Some eminent Nigerians on Thursday reviewed the state of the nation and returned the verdict that Nigeria has failed.
To reclaim its glorious days and stable polity, the concerned Nigerians suggested the restructuring of the country to also enable it enjoy true federalism.
The eminent Nigerians include former Minister of Information and National Orientation, Prof. Jerry Gana; former Education Minister, Dr. Obiageli Ezekwesili; former Director General of the Nigerian Economic Summit Group, Prof. Anya O. Anya and former House of Representatives member, Usman Bugaje.
They spoke in Abuja at a summit on restructuring, insisting that this is the panacea for the current national malaise.

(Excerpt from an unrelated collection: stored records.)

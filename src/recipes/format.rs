use html_escape::decode_html_entities;
use scraper::Html;
use serde::Deserialize;
use serde_json::Value;

use crate::model::{Nutrition, Recipe};

pub const DEFAULT_READY_IN_MINUTES: u32 = 30;
pub const DEFAULT_SERVINGS: u32 = 2;
pub const PLACEHOLDER_IMAGE: &str =
    "https://images.unsplash.com/photo-1546554137-f86b9593a222?w=300&h=200&fit=crop";
pub const NO_DESCRIPTION: &str = "No description available.";
const UNTITLED: &str = "Untitled recipe";

/// One entry of the search-by-ingredients response
#[derive(Debug, Clone, Deserialize)]
#[serde(rename_all = "camelCase")]
pub struct SearchHit {
    pub id: i64,
    #[serde(default)]
    pub title: Option<String>,
    #[serde(default)]
    pub used_ingredient_count: u32,
    #[serde(default)]
    pub missed_ingredient_count: u32,
}

/// One entry of the bulk recipe information response
#[derive(Debug, Clone, Default, Deserialize)]
#[serde(rename_all = "camelCase")]
pub struct RecipeDetail {
    pub id: i64,
    pub title: Option<String>,
    pub ready_in_minutes: Option<u32>,
    pub servings: Option<u32>,
    pub image: Option<String>,
    pub source_url: Option<String>,
    pub summary: Option<String>,
    pub nutrition: Option<NutritionInfo>,
    pub instructions: Option<Value>,
    pub analyzed_instructions: Option<Value>,
}

#[derive(Debug, Clone, Default, Deserialize)]
pub struct NutritionInfo {
    #[serde(default)]
    pub nutrients: Vec<Nutrient>,
}

/// Either field may be absent or null; an unknown amount counts as 0
#[derive(Debug, Clone, Deserialize)]
pub struct Nutrient {
    #[serde(default)]
    pub name: Option<String>,
    #[serde(default)]
    pub amount: Option<f64>,
}

/// Build a [`Recipe`] from a detail record and the search hit it came from.
///
/// Matched/missed counts come from `hit`; both are 0 when there is no hit.
pub fn format_recipe(detail: RecipeDetail, hit: Option<&SearchHit>) -> Recipe {
    let nutrition = Nutrition {
        calories: nutrient_amount(&detail, "Calories"),
        protein: nutrient_amount(&detail, "Protein"),
        carbs: nutrient_amount(&detail, "Carbohydrates"),
        fat: nutrient_amount(&detail, "Fat"),
    };

    let instructions = detail
        .instructions
        .as_ref()
        .and_then(instruction_entries)
        .or_else(|| {
            detail
                .analyzed_instructions
                .as_ref()
                .and_then(instruction_entries)
        })
        .unwrap_or_default();

    Recipe {
        id: detail.id,
        title: detail
            .title
            .filter(|t| !t.trim().is_empty())
            .map(|t| decode_html_entities(t.trim()).into_owned())
            .unwrap_or_else(|| UNTITLED.to_string()),
        ready_in_minutes: detail
            .ready_in_minutes
            .filter(|m| *m > 0)
            .unwrap_or(DEFAULT_READY_IN_MINUTES),
        servings: detail
            .servings
            .filter(|s| *s > 0)
            .unwrap_or(DEFAULT_SERVINGS),
        image: detail
            .image
            .filter(|i| !i.trim().is_empty())
            .unwrap_or_else(|| PLACEHOLDER_IMAGE.to_string()),
        matched_ingredients: hit.map(|h| h.used_ingredient_count).unwrap_or(0),
        missed_ingredients: hit.map(|h| h.missed_ingredient_count).unwrap_or(0),
        source_url: detail.source_url.filter(|u| !u.trim().is_empty()),
        summary: detail
            .summary
            .as_deref()
            .map(strip_html)
            .filter(|s| !s.is_empty())
            .unwrap_or_else(|| NO_DESCRIPTION.to_string()),
        nutrition,
        instructions,
    }
}

/// Sort best matches first. The sort is stable, so ties keep source order.
pub fn rank_recipes(recipes: &mut [Recipe]) {
    recipes.sort_by(|a, b| b.matched_ingredients.cmp(&a.matched_ingredients));
}

/// Remove markup and decode entities, leaving plain text
pub fn strip_html(html: &str) -> String {
    let fragment = Html::parse_fragment(html);
    let text: String = fragment.root_element().text().collect();
    text.trim().to_string()
}

fn nutrient_amount(detail: &RecipeDetail, name: &str) -> u32 {
    detail
        .nutrition
        .as_ref()
        .and_then(|n| {
            n.nutrients
                .iter()
                .find(|nutrient| nutrient.name.as_deref() == Some(name))
        })
        .and_then(|nutrient| nutrient.amount)
        .filter(|amount| amount.is_finite() && *amount > 0.0)
        .map(|amount| amount.round() as u32)
        .unwrap_or(0)
}

/// Instructions may be a plain (possibly HTML) string or an array of steps
fn instruction_entries(value: &Value) -> Option<Vec<Value>> {
    match value {
        Value::String(text) if !text.trim().is_empty() => Some(vec![Value::String(text.clone())]),
        Value::Array(entries) => Some(entries.clone()),
        _ => None,
    }
}

#[cfg(test)]
mod tests {
    use super::*;
    use serde_json::json;

    fn hit(id: i64, used: u32, missed: u32) -> SearchHit {
        SearchHit {
            id,
            title: None,
            used_ingredient_count: used,
            missed_ingredient_count: missed,
        }
    }

    #[test]
    fn test_format_defaults_for_sparse_record() {
        let detail = RecipeDetail {
            id: 42,
            title: Some("Plain Rice".to_string()),
            ..Default::default()
        };

        let recipe = format_recipe(detail, None);
        assert_eq!(recipe.id, 42);
        assert_eq!(recipe.ready_in_minutes, 30);
        assert_eq!(recipe.servings, 2);
        assert_eq!(recipe.image, PLACEHOLDER_IMAGE);
        assert_eq!(recipe.summary, NO_DESCRIPTION);
        assert_eq!(recipe.nutrition, Nutrition::default());
        assert!(recipe.instructions.is_empty());
        assert_eq!(recipe.matched_ingredients, 0);
        assert_eq!(recipe.missed_ingredients, 0);
        assert!(recipe.source_url.is_none());
    }

    #[test]
    fn test_format_full_record() {
        let detail: RecipeDetail = serde_json::from_value(json!({
            "id": 716429,
            "title": "Pasta with Garlic, Scallions &amp; Cauliflower",
            "readyInMinutes": 45,
            "servings": 2,
            "image": "https://img.spoonacular.com/recipes/716429-556x370.jpg",
            "sourceUrl": "https://fullbellysisters.blogspot.com/2012/06/pasta.html",
            "summary": "You can never have <b>too many</b> main course recipes.",
            "nutrition": {
                "nutrients": [
                    { "name": "Calories", "amount": 584.46, "unit": "kcal" },
                    { "name": "Fat", "amount": 19.83, "unit": "g" },
                    { "name": "Carbohydrates", "amount": 83.92, "unit": "g" },
                    { "name": "Protein", "amount": 19.2, "unit": "g" },
                    { "name": "Saturated Fat", "amount": 7.9, "unit": "g" }
                ]
            },
            "instructions": "",
            "analyzedInstructions": [{ "name": "", "steps": [{ "number": 1, "step": "Boil." }] }]
        }))
        .unwrap();

        let recipe = format_recipe(detail, Some(&hit(716429, 3, 1)));
        assert_eq!(recipe.title, "Pasta with Garlic, Scallions & Cauliflower");
        assert_eq!(recipe.ready_in_minutes, 45);
        assert_eq!(recipe.summary, "You can never have too many main course recipes.");
        assert_eq!(
            recipe.nutrition,
            Nutrition {
                calories: 584,
                protein: 19,
                carbs: 84,
                fat: 20,
            }
        );
        assert_eq!(recipe.matched_ingredients, 3);
        assert_eq!(recipe.missed_ingredients, 1);
        assert_eq!(recipe.instructions.len(), 1);
        assert_eq!(recipe.instructions[0]["steps"][0]["step"], "Boil.");
    }

    #[test]
    fn test_null_nutrient_amount_counts_as_zero() {
        let details: Vec<RecipeDetail> = serde_json::from_str(
            r#"[{
                "id": 1,
                "title": "X",
                "nutrition": {
                    "nutrients": [
                        { "name": "Calories", "amount": null },
                        { "amount": 12.0 },
                        { "name": "Protein", "amount": 9.6 }
                    ]
                }
            }]"#,
        )
        .unwrap();

        let recipe = format_recipe(details.into_iter().next().unwrap(), None);
        assert_eq!(recipe.nutrition.calories, 0);
        assert_eq!(recipe.nutrition.protein, 10);
        assert_eq!(recipe.nutrition.fat, 0);
    }

    #[test]
    fn test_raw_instructions_take_precedence() {
        let detail = RecipeDetail {
            id: 1,
            instructions: Some(json!("<ol><li>Chop.</li></ol>")),
            analyzed_instructions: Some(json!([{ "steps": [] }])),
            ..Default::default()
        };
        let recipe = format_recipe(detail, None);
        assert_eq!(recipe.instructions, vec![json!("<ol><li>Chop.</li></ol>")]);
    }

    #[test]
    fn test_zero_values_fall_back_to_defaults() {
        let detail = RecipeDetail {
            id: 1,
            ready_in_minutes: Some(0),
            servings: Some(0),
            image: Some(String::new()),
            summary: Some("<p></p>".to_string()),
            ..Default::default()
        };
        let recipe = format_recipe(detail, None);
        assert_eq!(recipe.ready_in_minutes, 30);
        assert_eq!(recipe.servings, 2);
        assert_eq!(recipe.image, PLACEHOLDER_IMAGE);
        assert_eq!(recipe.summary, NO_DESCRIPTION);
        assert_eq!(recipe.title, UNTITLED);
    }

    #[test]
    fn test_rank_recipes_descending_and_stable() {
        let mut recipes: Vec<Recipe> = [(1, 2), (2, 5), (3, 3), (4, 5)]
            .iter()
            .map(|(id, matched)| {
                format_recipe(
                    RecipeDetail {
                        id: *id,
                        ..Default::default()
                    },
                    Some(&hit(*id, *matched, 0)),
                )
            })
            .collect();

        rank_recipes(&mut recipes);
        let order: Vec<(i64, u32)> = recipes
            .iter()
            .map(|r| (r.id, r.matched_ingredients))
            .collect();
        assert_eq!(order, vec![(2, 5), (4, 5), (3, 3), (1, 2)]);
    }

    #[test]
    fn test_strip_html() {
        assert_eq!(strip_html("plain text"), "plain text");
        assert_eq!(
            strip_html("A <a href=\"x\">link</a> &amp; <b>bold</b>"),
            "A link & bold"
        );
    }
}
//! Photograph your ingredients, get recipes.
//!
//! A photo is sent to a Gemini vision model to list the visible food
//! ingredients, then recipes are looked up for those ingredients: first in a
//! local demo table, then through the Spoonacular API.
//!
//! # Quick Start
//!
//! ```no_run
//! # #[tokio::main]
//! # async fn main() -> Result<(), Box<dyn std::error::Error>> {
//! use bite_advisor::BiteAdvisor;
//!
//! let result = BiteAdvisor::builder()
//!     .image_path("fridge.jpg")
//!     .build()
//!     .await?;
//!
//! for recipe in &result.recipes {
//!     println!("{} ({} min)", recipe.title, recipe.ready_in_minutes);
//! }
//! # Ok(())
//! # }
//! ```

pub mod builder;
pub mod config;
pub mod detector;
pub mod error;
mod http;
pub mod image;
pub mod model;
pub mod pipeline;
pub mod recipes;
pub mod uniffi_bindings;

// Re-export main types
pub use builder::{BiteAdvisor, BiteAdvisorBuilder};
pub use config::AdvisorConfig;
pub use error::AdvisorError;
pub use image::{ImageSource, RawImage};
pub use model::{Ingredient, Nutrition, PipelineResult, Recipe};
pub use pipeline::{PipelineSession, RecipePipeline, SessionOutcome};

/// Detect ingredients in an image and find matching recipes
///
/// Configuration comes from `config.toml` and the environment, see
/// [`AdvisorConfig::load`].
///
/// # Example
/// ```no_run
/// # #[tokio::main]
/// # async fn main() -> Result<(), Box<dyn std::error::Error>> {
/// use bite_advisor::{process_image, RawImage};
///
/// let result = process_image(&RawImage::from_path("fridge.jpg")).await?;
/// println!("{:?}", result.ingredients);
/// # Ok(())
/// # }
/// ```
pub async fn process_image(image: &RawImage) -> Result<PipelineResult, AdvisorError> {
    let config = AdvisorConfig::load().map_err(|e| AdvisorError::from(e).into_pipeline())?;
    let pipeline = RecipePipeline::from_config(&config).map_err(AdvisorError::into_pipeline)?;
    pipeline.process(image).await
}

/// Convenience wrapper around [`process_image`] for a file on disk
pub async fn process_image_file(path: &str) -> Result<PipelineResult, AdvisorError> {
    process_image(&RawImage::from_path(path)).await
}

The summit was hosted by Restructure Actualisation Movement, led by Maj.-Gen. Henry Ayoola (retd.), with the theme: Actualising Restructuring for Manifestly Great Nigeria.
Gana said: “Judging from the state of the nation today, restructuring has become an expedient, inevitable, and critical change whose time has come. This will set the stage for Nigeria to develop, harness, hone and harmonise its divine endowment in fulfilling its manifest destiny as the consolation and pride of Africa.”
Ezekwesili, who called for a dialogue on how to restructure the country, said: “Every Nigerian must be interested in the issue of restructuring. Nigeria is diverse but it doesn’t confer any uniqueness on us. Structure has always been a means to an end. It can never be an end to itself. Nigeria has grappled with failures.”
Bugaje said there is lack of elite consensus on how to develop Nigeria.
The former lawmaker said the North was not opposed to restructuring, contrary to widely-held views.
He added: “Nigeria is not working. Power and wealth sharing are the fundamental problems. We can sit down and discuss how we can resolve these things. The most difficult problems are ethnicity, religion and other related issues.”
Ayoola said: “The current state of the country is a far cry from this lofty ideal, hence the yearning and clarion call for change. Consequently, there has been a groundswell of consensus on the critical and urgent need for a holistic and honest restructuring, if Nigeria must work for all and sundry.”
Prof. Anya, who also frowned at the state of the nation, said: “It is difficult these days to find anyone above 60 who does not consider this period in the nation’s history the worst in their living memory.”